## Task goal
Reading the records beneath this task, work out how many lines contain the word "Deserialize" and reply with only that number.

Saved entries
//! Encryption subsystem
//!
//! - Fixed-size keys and nonces
//! - Authenticated encryption for the supported cipher suites
//! - Root key store with deterministic per-object key derivation

pub mod cipher;
pub mod key;
pub mod store;

pub use cipher::*;
pub use key::*;
pub use store::*;
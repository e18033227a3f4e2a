//! Authenticated encryption over the supported cipher suites

use super::{Key, Nonce};
use crate::{Result, StrandError};
use aes_gcm::aead::{Aead, KeyInit};
use aes_gcm::Aes256Gcm;
use chacha20poly1305::{XChaCha20Poly1305, XNonce};
use serde::{Deserialize, Serialize};

const AES_GCM_NONCE_SIZE: usize = 12;

/// Cipher suite used for object metadata and paths
#[derive(Debug, Clone, Copy, Default, PartialEq, Eq, Hash, Serialize, Deserialize)]
pub enum CipherSuite {
    /// No encryption; data passes through unchanged
    #[serde(rename = "null")]
    Null,
    /// AES-256-GCM using the first 12 bytes of the nonce
    #[serde(rename = "aes_gcm")]
    AesGcm,
    /// XChaCha20-Poly1305 using the full 24-byte nonce
    #[default]
    #[serde(rename = "xchacha20poly1305")]
    XChaCha20Poly1305,
}

/// Project-wide encryption settings sent along with new objects
#[derive(Debug, Clone, Copy, PartialEq, Eq, Serialize, Deserialize)]
pub struct EncryptionParameters {
    pub cipher_suite: CipherSuite,
    pub block_size: i32,
}

impl Default for EncryptionParameters {
    fn default() -> Self {
        EncryptionParameters {
            cipher_suite: CipherSuite::default(),
            block_size: 29 * 256,
        }
    }
}

/// Encrypt `data` with `key` and `nonce`
pub fn encrypt(data: &[u8], suite: CipherSuite, key: &Key, nonce: &Nonce) -> Result<Vec<u8>> {
    match suite {
        CipherSuite::Null => Ok(data.to_vec()),
        CipherSuite::AesGcm => {
            let cipher = Aes256Gcm::new_from_slice(key.as_bytes())
                .map_err(|e| StrandError::Encryption(format!("failed to create cipher: {}", e)))?;
            let nonce = aes_gcm::Nonce::from_slice(&nonce.as_bytes()[..AES_GCM_NONCE_SIZE]);
            cipher
                .encrypt(nonce, data)
                .map_err(|e| StrandError::Encryption(format!("encryption failed: {}", e)))
        }
        CipherSuite::XChaCha20Poly1305 => {
            let cipher = XChaCha20Poly1305::new_from_slice(key.as_bytes())
                .map_err(|e| StrandError::Encryption(format!("failed to create cipher: {}", e)))?;
            cipher
                .encrypt(XNonce::from_slice(nonce.as_bytes()), data)
                .map_err(|e| StrandError::Encryption(format!("encryption failed: {}", e)))
        }
    }
}

/// Decrypt `data` with `key` and `nonce`
pub fn decrypt(data: &[u8], suite: CipherSuite, key: &Key, nonce: &Nonce) -> Result<Vec<u8>> {
    match suite {
        CipherSuite::Null => Ok(data.to_vec()),
        CipherSuite::AesGcm => {
            let cipher = Aes256Gcm::new_from_slice(key.as_bytes())
                .map_err(|e| StrandError::Encryption(format!("failed to create cipher: {}", e)))?;
            let nonce = aes_gcm::Nonce::from_slice(&nonce.as_bytes()[..AES_GCM_NONCE_SIZE]);
            cipher
                .decrypt(nonce, data)
                .map_err(|e| StrandError::Encryption(format!("decryption failed: {}", e)))
        }
        CipherSuite::XChaCha20Poly1305 => {
            let cipher = XChaCha20Poly1305::new_from_slice(key.as_bytes())
                .map_err(|e| StrandError::Encryption(format!("failed to create cipher: {}", e)))?;
            cipher
                .decrypt(XNonce::from_slice(nonce.as_bytes()), data)
                .map_err(|e| StrandError::Encryption(format!("decryption failed: {}", e)))
        }
    }
}

/// Encrypt a key with a deriving key
pub fn encrypt_key(to_encrypt: &Key, suite: CipherSuite, deriving_key: &Key, nonce: &Nonce) -> Result<Vec<u8>> {
    encrypt(to_encrypt.as_bytes(), suite, deriving_key, nonce)
}

/// Decrypt a key previously produced by [`encrypt_key`]
pub fn decrypt_key(encrypted: &[u8], suite: CipherSuite, deriving_key: &Key, nonce: &Nonce) -> Result<Key> {
    let plain = decrypt(encrypted, suite, deriving_key, nonce)?;
    Key::try_from_slice(&plain)
}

## Written response
3